In Southern Ukraine, Kyiv’s Artillery Drops Bridges And Isolates A Whole Russian Army

The 49th Combined Arms Army is the main Russian force in southern Ukraine’s Kherson Oblast.

That makes it the Ukrainian army’s main target as the Ukrainians put more weight behind their counteroffensive in Kherson.

The Ukrainian army in recent days systematically has cut off the 49th CAA’s main supply lines. The Russians are adapting. But the tension, in the 49th CAA’s headquarters, must be palpable. And not just because the Ukrainian army has become fairly adept at blowing up those HQs.

The 49th CAA is one of a dozen field armies that oversee the bulk of the Russian army’s front-line forces. The Kremlin has committed 10 of these armies to Russia’s wider war in Ukraine.

The 49th CAA on paper is a powerful force. It draws its roughly 10 battalion tactical groups—each with several hundred soldiers and dozens of vehicles—from motorized, air assault and costal-defense regiments, brigades and divisions. In all, the 49th CAA might oversee 10,000 troops.

Those troops struggle with unfavorable geography. The port city of Kherson with its pre-war population of 300,000 is the center of gravity of the oblast the 49th CAA occupies. Holding Kherson is central to Russian war aims. Liberating it is central to Ukrainian war aims.

But Kherson is surrounded by water. The city lies on the northwest bank of the wide Dnipro River, which winds south through Ukraine before emptying into the Black Sea. The Inhulets River, a tributary of the Dnipro, cuts south across Kherson Oblast and merges with the Dnipro east of the port.

There are three main bridges that connect Kherson to territory south and east: the Antonovsky Bridge across the Dnipro on the southern edge of Kherson as well as a nearby rail bridge, plus the P47 highway bridge across the Inhulets just outside the city.

Ukrainian artillery—possibly 155-millimeter guns firing Excalibur GPS-guided shells—in the last week at least temporarily has knocked out all three bridges. The Antonovsky Bridge became impassable on Wednesday.

“Kherson city, the most politically significant population center occupied by Russia, is now virtually cut off from the other occupied territories,” the U.K. Defense Ministry reported on Thursday.

“All of them will be rebuilt, but by us,” Ukrainian president Volodymyr Zelensky said of the bridges. “We are doing everything to ensure that the Russians do not have any logistical opportunities on our land.”

Russian engineers quickly erected pontoon bridges across the Dnipro adjacent to the Antonovsky Bridge as well as alongside the P47 bridge. Engineers recently dismantled the latter pontoons after repairing the P47 bridge. But the pontoon bridge next to the damaged Antonovsky span, along with a ferry in the same area, remains the only way for vehicles to cross the Dnipro into Kherson.

It should go without saying that pontoons and ferries are extremely vulnerable to Ukrainian artillery. The Dnipro pontoon bridge clearly is visible in satellite imagery.
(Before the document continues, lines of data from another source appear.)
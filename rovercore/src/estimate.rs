use serde::{Deserialize, Serialize};
use typed_builder::TypedBuilder;
use uom::si::f32::{Angle, Length};

use crate::utils::normalize_angle;

/// Estimated position and cumulative heading of the robot in a fixed plane.
#[derive(Clone, Copy, Debug, Default, PartialEq, PartialOrd, Serialize, Deserialize)]
pub struct Pose {
    pub x: Length,
    pub y: Length,
    /// Running sum of every rotation delta integrated so far.
    pub heading: Angle,
}

/// Motion of the last movement, expressed in the robot's own frame.
#[derive(Clone, Copy, Debug, Default, PartialEq, PartialOrd, Serialize, Deserialize)]
pub struct Displacement {
    pub dx: Length,
    pub dy: Length,
    pub dtheta: Angle,
}

/// Dead-reckoning integrator turning local displacements into a global pose.
///
/// Each step first accumulates the rotation and then rotates the local
/// translation by the *updated* heading before adding it to the position.
/// Swapping that order changes how drift builds up, so it is not an
/// equivalent formulation.
#[derive(Debug, TypedBuilder)]
pub struct PoseTracker {
    #[builder(default)]
    pose: Pose,
    #[builder(default)]
    normalize_heading: bool,
}

impl PoseTracker {
    pub fn integrate(
        &mut self,
        &Displacement { dx, dy, dtheta }: &Displacement,
    ) -> Pose {
        self.pose.heading += dtheta;
        if self.normalize_heading {
            self.pose.heading = normalize_angle(self.pose.heading);
        }

        let sin_h = self.pose.heading.value.sin();
        let cos_h = self.pose.heading.value.cos();
        self.pose.x += dx * cos_h - dy * sin_h;
        self.pose.y += dx * sin_h + dy * cos_h;

        self.pose
    }

    /// Moves the position back to `(x, y)`. The heading is left untouched.
    pub fn reset_to(&mut self, x: Length, y: Length) {
        self.pose.x = x;
        self.pose.y = y;
    }

    pub fn pose(&self) -> Pose {
        self.pose
    }
}

#[cfg(test)]
mod tests {
    use approx::assert_relative_eq;
    use proptest::prelude::*;
    use uom::si::{angle::radian, length::meter};

    use super::*;

    fn step(dx: f32, dy: f32, dtheta: f32) -> Displacement {
        Displacement {
            dx: Length::new::<meter>(dx),
            dy: Length::new::<meter>(dy),
            dtheta: Angle::new::<radian>(dtheta),
        }
    }

    #[test]
    fn test_three_quarter_turns() {
        use core::f32::consts::FRAC_PI_2;

        let mut tracker = PoseTracker::builder().build();
        let expected = [(0.0, 1.0), (-1.0, 1.0), (-1.0, 0.0)];

        for (x, y) in expected {
            let pose = tracker.integrate(&step(1.0, 0.0, FRAC_PI_2));
            assert_relative_eq!(pose.x.get::<meter>(), x, epsilon = 1e-5);
            assert_relative_eq!(pose.y.get::<meter>(), y, epsilon = 1e-5);
        }
        assert_relative_eq!(
            tracker.pose().heading.get::<radian>(),
            3.0 * FRAC_PI_2,
            epsilon = 1e-5
        );
    }

    #[test]
    fn test_rotation_applied_before_translation() {
        use core::f32::consts::FRAC_PI_4;

        let mut tracker = PoseTracker::builder().build();
        let pose = tracker.integrate(&step(2.0, 0.0, FRAC_PI_4));

        // with the pre-update heading the result would be (2, 0)
        assert_relative_eq!(pose.x.get::<meter>(), 2.0f32.sqrt(), epsilon = 1e-5);
        assert_relative_eq!(pose.y.get::<meter>(), 2.0f32.sqrt(), epsilon = 1e-5);
    }

    #[test]
    fn test_lateral_displacement() {
        use core::f32::consts::FRAC_PI_2;

        let mut tracker = PoseTracker::builder()
            .pose(Pose {
                heading: Angle::new::<radian>(FRAC_PI_2),
                ..Default::default()
            })
            .build();
        let pose = tracker.integrate(&step(0.0, 1.0, 0.0));

        assert_relative_eq!(pose.x.get::<meter>(), -1.0, epsilon = 1e-5);
        assert_relative_eq!(pose.y.get::<meter>(), 0.0, epsilon = 1e-5);
    }

    #[test]
    fn test_heading_is_unbounded_by_default() {
        use core::f32::consts::PI;

        let mut tracker = PoseTracker::builder().build();
        for _ in 0..6 {
            tracker.integrate(&step(0.0, 0.0, PI / 2.0));
        }
        assert_relative_eq!(
            tracker.pose().heading.get::<radian>(),
            3.0 * PI,
            epsilon = 1e-4
        );
    }

    #[test]
    fn test_normalized_heading() {
        use core::f32::consts::PI;

        let mut tracker = PoseTracker::builder().normalize_heading(true).build();
        for _ in 0..6 {
            tracker.integrate(&step(1.0, 0.0, PI / 2.0));
        }
        let heading = tracker.pose().heading.get::<radian>();
        assert_relative_eq!(heading.abs(), PI, epsilon = 1e-4);
    }

    #[test]
    fn test_reset_keeps_heading() {
        let mut tracker = PoseTracker::builder().build();
        tracker.integrate(&step(3.0, -1.0, 0.7));
        tracker.reset_to(Length::new::<meter>(0.5), Length::new::<meter>(-0.5));

        let pose = tracker.pose();
        assert_relative_eq!(pose.x.get::<meter>(), 0.5);
        assert_relative_eq!(pose.y.get::<meter>(), -0.5);
        assert_relative_eq!(pose.heading.get::<radian>(), 0.7);
    }

    proptest! {
        #[test]
        fn test_matches_closed_form(
            steps in prop::collection::vec((-1.0f32..1.0, -1.0f32..1.0, -1.0f32..1.0), 1..20)
        ) {
            let mut tracker = PoseTracker::builder().build();
            let (mut x, mut y, mut h) = (0.0f64, 0.0f64, 0.0f64);
            for &(dx, dy, dtheta) in &steps {
                tracker.integrate(&step(dx, dy, dtheta));
                h += dtheta as f64;
                x += dx as f64 * h.cos() - dy as f64 * h.sin();
                y += dx as f64 * h.sin() + dy as f64 * h.cos();
            }
            let pose = tracker.pose();
            prop_assert!((pose.x.get::<meter>() as f64 - x).abs() < 1e-3);
            prop_assert!((pose.y.get::<meter>() as f64 - y).abs() < 1e-3);
            prop_assert!((pose.heading.get::<radian>() as f64 - h).abs() < 1e-3);
        }
    }
}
Ukraine’s counterbridging operations have an explosive corollary. Dropping spans blocks future supply. Meanwhile, blowing up supply dumps eliminates current supply. Ukrainian artillery and rockets in the past couple of weeks have struck several Russian supply dumps, with predictably fiery results.

The Ukrainians’ aim is obvious. To starve the 49th CAA and its 10 or so battalions so that, if and when Ukrainian brigades reach the outskirts of Kherson, the Russian units will be incapable of mounting a serious defense.

Whether, when and to what end that battle might take place is hard to predict. The Ukrainians for months slowly have been advancing south from free Mykolaiv, 40 miles northwest of Kherson, as well as south from their bridgeheads across the Inhulets.

It’s unclear just how close the Ukrainian formations are to Kherson. Close enough, obviously, to lob 155-millimeter shells at bridges south of the city. Fifteen miles? Twenty miles?

In any event—they’re not far. And as they close the distance, they’re tightening the logistical noose around the 49th CAA.